Al sentimiento trágico de la vida siguió, a final del siglo XX, un sentimiento empresarial de la vida hasta llegar, como complemento, al sentido divertido de la comunicación y la producción. Nada: ni los libros de ensayos, los libros de texto, las conferencias, los sermones, las videoconferencias, las modas de ropa o las web llegan apropiadamente si no poseen ese aire gozoso. A la oleada de afrontar angustiosamente la vida capaz de generar movimientos como el existencialismo, ha venido a suceder, después de varios cambios y décadas, la actitud de vivir la vida sin grandes horrores o esperanzas grandes; sin el aura de la muerte ni tampoco el botín del cielo; sin el vacío de la nada ni tampoco la consternación de Dios. Cada una de las categorías colosales han sido ocupadas por simulacros de parque temático y por el cáracter, en general, bienhumorado de los mass media.

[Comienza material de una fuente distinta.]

//! Train command for staffdrill.
//!
//! Runs an interactive drill on a line-based terminal. Each prompt names
//! the clef and where the note sits on the staff; the user answers with a
//! note letter (C-B) or its number (1-7), then rates how hard it was.

use std::io::{BufRead, Write};
use std::time::Instant;

use rand::Rng;
use serde::{Deserialize, Serialize};

use crate::cli::{to_json, Clock};
use crate::core::pitch::{Clef, Letter, Pitch};
use crate::core::scheduler::format_interval;
use crate::core::{Composition, Feedback, Rating, SessionMode, Trainer};
use crate::error::Result;
use crate::storage::TrainerStore;

/// Options for the train command.
#[derive(Debug, Clone, Default)]
pub struct TrainOptions {
    /// Clef to train. Defaults to the first enabled clef.
    pub clef: Option<Clef>,
    /// Stop after this many graded prompts.
    pub rounds: Option<usize>,
    /// Apply `STAFFDRILL_*` mode overrides from the environment.
    pub use_env: bool,
    /// Output the summary as JSON.
    pub json: bool,
    /// Suppress the summary.
    pub quiet: bool,
}

/// Counts for one drill.
#[derive(Debug, Clone, Copy, Default, PartialEq, Eq, Serialize, Deserialize)]
pub struct Tally {
    /// Graded prompts.
    pub prompts: usize,
    /// Items graded (four per prompt in four-note mode).
    pub reviews: usize,
    /// Items graded after a correct answer.
    pub correct: usize,
}

/// Output format for the train command.
#[derive(Debug, Clone, Serialize, Deserialize)]
pub struct TrainOutput {
    /// Whether a drill could run.
    pub success: bool,
    /// Clef trained.
    #[serde(skip_serializing_if = "Option::is_none")]
    pub clef: Option<Clef>,
    /// What was done.
    #[serde(flatten)]
    pub tally: Tally,
    /// Informational note, such as nothing being due.
    #[serde(skip_serializing_if = "Option::is_none")]
    pub message: Option<String>,
    /// Error message if the drill could not run.
    #[serde(skip_serializing_if = "Option::is_none")]
    pub error: Option<String>,
}

impl TrainOutput {
    /// Create a successful output.
    pub fn success(clef: Clef, tally: Tally, message: Option<String>) -> Self {
        Self {
            success: true,
            clef: Some(clef),
            tally,
            message,
            error: None,
        }
    }

    /// Create a failed output.
    pub fn failure(error: impl Into<String>) -> Self {
        Self {
            success: false,
            clef: None,
            tally: Tally::default(),
            message: None,
            error: Some(error.into()),
        }
    }
}

/// The train command implementation.
pub struct TrainCommand<S: TrainerStore + Clone + 'static> {
    store: S,
    clock: Clock,
}

impl<S: TrainerStore + Clone + 'static> TrainCommand<S> {
    /// Create a new train command.
    pub fn new(store: S, clock: Clock) -> Self {
        Self { store, clock }
    }

    /// Run a drill, reading answers from `input` and writing prompts to `out`.
    pub fn run<I, O, R>(
        &self,
        options: &TrainOptions,
        input: &mut I,
        out: &mut O,
        rng: &mut R,
    ) -> TrainOutput
    where
        I: BufRead,
        O: Write,
        R: Rng + ?Sized,
    {
        let mut trainer = Trainer::open(self.store.clone(), self.clock.today);
        if options.use_env {
            trainer.apply_env_overrides();
        }

        if !trainer.has_deck() {
            return TrainOutput::failure("No cards yet. Run `staffdrill init` first.");
        }

        let config = trainer.config();
        let clef = match options.clef {
            Some(clef) => clef,
            None => config.enabled_clefs.first().copied().unwrap_or(Clef::Treble),
        };
        if !config.is_clef_enabled(clef) {
            return TrainOutput::failure(format!(
                "The {} clef is disabled. Enable it with `staffdrill config clef {}`.",
                clef, clef
            ));
        }

        match trainer.start_session(clef, self.clock.now, rng) {
            Composition::Ready(_) => {}
            Composition::NoCards => {
                return TrainOutput::failure(format!(
                    "The deck has no {} cards. Run `staffdrill init --force` to rebuild it.",
                    clef
                ))
            }
            Composition::NothingDue => {
                return TrainOutput::success(
                    clef,
                    Tally::default(),
                    Some("Nothing is due. Come back later or turn on infinite mode.".to_string()),
                )
            }
            Composition::InsufficientCards { available: 0 } => {
                return TrainOutput::success(
                    clef,
                    Tally::default(),
                    Some("Nothing is due. Come back later or turn on infinite mode.".to_string()),
                )
            }
            Composition::InsufficientCards { available } => {
                return TrainOutput::failure(format!(
                    "Four-note mode needs at least 4 {} cards; only {} available.",
                    clef, available
                ))
            }
        }

        match self.drill(&mut trainer, options, input, out) {
            Ok(tally) => TrainOutput::success(clef, tally, None),
            Err(e) => TrainOutput::failure(e.to_string()),
        }
    }

    /// The prompt loop. Ends on `q`, end of input, or the round limit.
    fn drill<I: BufRead, O: Write>(
        &self,
        trainer: &mut Trainer<S>,
        options: &TrainOptions,
        input: &mut I,
        out: &mut O,
    ) -> Result<Tally> {
        let mut tally = Tally::default();
        let mut line = String::new();
        let total = trainer.session().map(|s| s.len()).unwrap_or(0);
        writeln!(
            out,
            "{} cards in this session. Answer with a note name (C-B) or 1-7; q quits.",
            total
        )?;

        'prompts: loop {
            if options.rounds.is_some_and(|limit| tally.prompts >= limit) {
                break;
            }
            let targets: Vec<Pitch> = match trainer.current_prompt() {
                Some(items) => items.iter().map(|item| item.pitch).collect(),
                None => break,
            };
            let position = trainer.session().map(|s| s.position()).unwrap_or(0);
            writeln!(out)?;
            writeln!(out, "{}", render_prompt(&targets, position, total))?;

            let started = Instant::now();
            let (correct, expected) = loop {
                write!(out, "> ")?;
                out.flush()?;
                let Some(reply) = read_reply(input, &mut line)? else {
                    break 'prompts;
                };
                if reply.eq_ignore_ascii_case("q") {
                    break 'prompts;
                }
                let Some(letters) = parse_answers(&reply) else {
                    writeln!(out, "Enter a note name (C D E F G A B) or 1-7.")?;
                    continue;
                };

                let mut verdict = None;
                for letter in letters {
                    match trainer.submit_answer(letter)? {
                        Feedback::Pending { answered, total } => {
                            writeln!(out, "  {}/{}", answered, total)?;
                        }
                        Feedback::Judged {
                            correct, expected, ..
                        } => {
                            verdict = Some((correct, expected));
                            break;
                        }
                        Feedback::Ignored => break,
                    }
                }
                if let Some(verdict) = verdict {
                    break verdict;
                }
            };
            let elapsed = started.elapsed();

            let rating = if correct {
                writeln!(out, "Correct! ({:.1}s)", elapsed.as_secs_f64())?;
                match self.ask_rating(trainer, input, out, &mut line)? {
                    Some(rating) => rating,
                    None => break 'prompts,
                }
            } else {
                writeln!(out, "Not quite: it was {}.", letter_list(&expected))?;
                write!(out, "[r]etry, or Enter to continue > ")?;
                out.flush()?;
                match read_reply(input, &mut line)? {
                    None => break 'prompts,
                    Some(reply) if reply.eq_ignore_ascii_case("q") => break 'prompts,
                    Some(reply) if reply.eq_ignore_ascii_case("r") => {
                        trainer.retry()?;
                        continue 'prompts;
                    }
                    Some(_) => Rating::Again,
                }
            };

            let report = trainer.grade(rating, elapsed, self.clock.now, self.clock.today)?;
            tally.prompts += 1;
            tally.reviews += report.count();
            if report.correct {
                tally.correct += report.count();
            }
            if let Some(item) = report.updated.first() {
                writeln!(out, "Next review in {}.", format_interval(item.interval))?;
            }
        }

        writeln!(out)?;
        Ok(tally)
    }

    /// Ask for a rating. `None` means the user quit.
    fn ask_rating<I: BufRead, O: Write>(
        &self,
        trainer: &Trainer<S>,
        input: &mut I,
        out: &mut O,
        line: &mut String,
    ) -> Result<Option<Rating>> {
        let [again, hard, good, easy] = trainer.preview(self.clock.now).unwrap_or([1; 4]);
        if let Some(session) = trainer.session().filter(|s| s.mode() == SessionMode::FourNote) {
            writeln!(
                out,
                "Intervals are for note 1; the rating applies to all {} notes.",
                session.mode().batch_size()
            )?;
        }
        loop {
            write!(
                out,
                "[a]gain {}  [h]ard {}  [g]ood {}  [e]asy {}  (Enter = good) > ",
                format_interval(again),
                format_interval(hard),
                format_interval(good),
                format_interval(easy)
            )?;
            out.flush()?;

            let Some(reply) = read_reply(input, line)? else {
                return Ok(None);
            };
            if reply.is_empty() {
                return Ok(Some(Rating::Good));
            }
            if reply.eq_ignore_ascii_case("q") {
                return Ok(None);
            }
            match reply.parse::<Rating>() {
                Ok(rating) => return Ok(Some(rating)),
                Err(_) => writeln!(out, "Enter a, h, g, or e.")?,
            }
        }
    }

    /// Format output based on options.
    pub fn format_output(&self, output: &TrainOutput, options: &TrainOptions) -> String {
        if options.quiet {
            return String::new();
        }

        if options.json {
            return to_json(output);
        }

        if !output.success {
            return format!(
                "Train failed: {}",
                output.error.as_deref().unwrap_or("unknown error")
            );
        }
        if let Some(message) = &output.message {
            return message.clone();
        }

        let tally = &output.tally;
        format!(
            "Session finished: {} prompts, {} cards reviewed, {} correct.",
            tally.prompts, tally.reviews, tally.correct
        )
    }
}

/// Read one line. `None` at end of input.
fn read_reply<I: BufRead>(input: &mut I, line: &mut String) -> Result<Option<String>> {
    line.clear();
    if input.read_line(line)? == 0 {
        return Ok(None);
    }
    Ok(Some(line.trim().to_string()))
}

/// Parse a reply into letters.
///
/// Accepts letters or digits 1-7 (C=1 ... B=7), optionally separated by
/// spaces or commas, so a four-note batch can be answered on one line.
pub fn parse_answers(reply: &str) -> Option<Vec<Letter>> {
    let letters: Option<Vec<Letter>> = reply
        .chars()
        .filter(|c| !c.is_whitespace() && *c != ',')
        .map(|c| {
            Letter::from_char(c).or_else(|| {
                c.to_digit(10)
                    .filter(|d| (1..=7).contains(d))
                    .map(|d| Letter::all()[d as usize - 1])
            })
        })
        .collect();
    letters.filter(|l| !l.is_empty())
}

/// Describe where a note sits relative to the five staff lines.
///
/// `step` counts diatonic steps up from the bottom line (0). Even steps are
/// lines, odd steps are spaces.
pub fn staff_position(step: i32) -> String {
    const TOP_LINE: i32 = 8;
    if (0..=TOP_LINE).contains(&step) {
        return if step % 2 == 0 {
            format!("line {}", step / 2 + 1)
        } else {
            format!("space {}", (step + 1) / 2)
        };
    }

    let (distance, side) = if step > TOP_LINE {
        (step - TOP_LINE, "above")
    } else {
        (-step, "below")
    };
    match distance {
        1 => format!("just {} the staff", side),
        d if d % 2 == 0 => format!("ledger line {} {}", d / 2, side),
        d => format!("{} ledger line {}", side, d / 2),
    }
}

fn render_prompt(targets: &[Pitch], position: usize, total: usize) -> String {
    let Some(first) = targets.first() else {
        return String::new();
    };
    if targets.len() == 1 {
        return format!(
            "[{}/{}] {} clef: {}",
            position + 1,
            total,
            first.clef,
            staff_position(first.staff_step())
        );
    }

    let mut lines = vec![format!(
        "[{}-{}/{}] {} clef, name all {} notes:",
        position + 1,
        position + targets.len(),
        total,
        first.clef,
        targets.len()
    )];
    for (n, pitch) in targets.iter().enumerate() {
        lines.push(format!("  {}. {}", n + 1, staff_position(pitch.staff_step())));
    }
    lines.join("\n")
}

fn letter_list(letters: &[Letter]) -> String {
    letters
        .iter()
        .map(|l| l.to_string())
        .collect::<Vec<_>>()
        .join(" ")
}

¿Consecuencias? De una parte, una banalización efectiva del oficio de vivir. Y, de otra, una provisión de sustancia alegre aprovechable para mejorar las condiciones ambientales donde se vive. El llanto, el luto, el negro, la vela, la revolución, el valle de lágrimas, han sido componentes de una escenografía histórica que hizo su papel en un tiempo grave y religioso. Pero ahora llega la ironía, la sonrisa, la secularidad, los colores pastel, lo efímero, lo leve y la pretensión de todos viene a ser la de mostrarse contentos frente al enorme prestigio, moral y estético, que antes poseía la aflicción.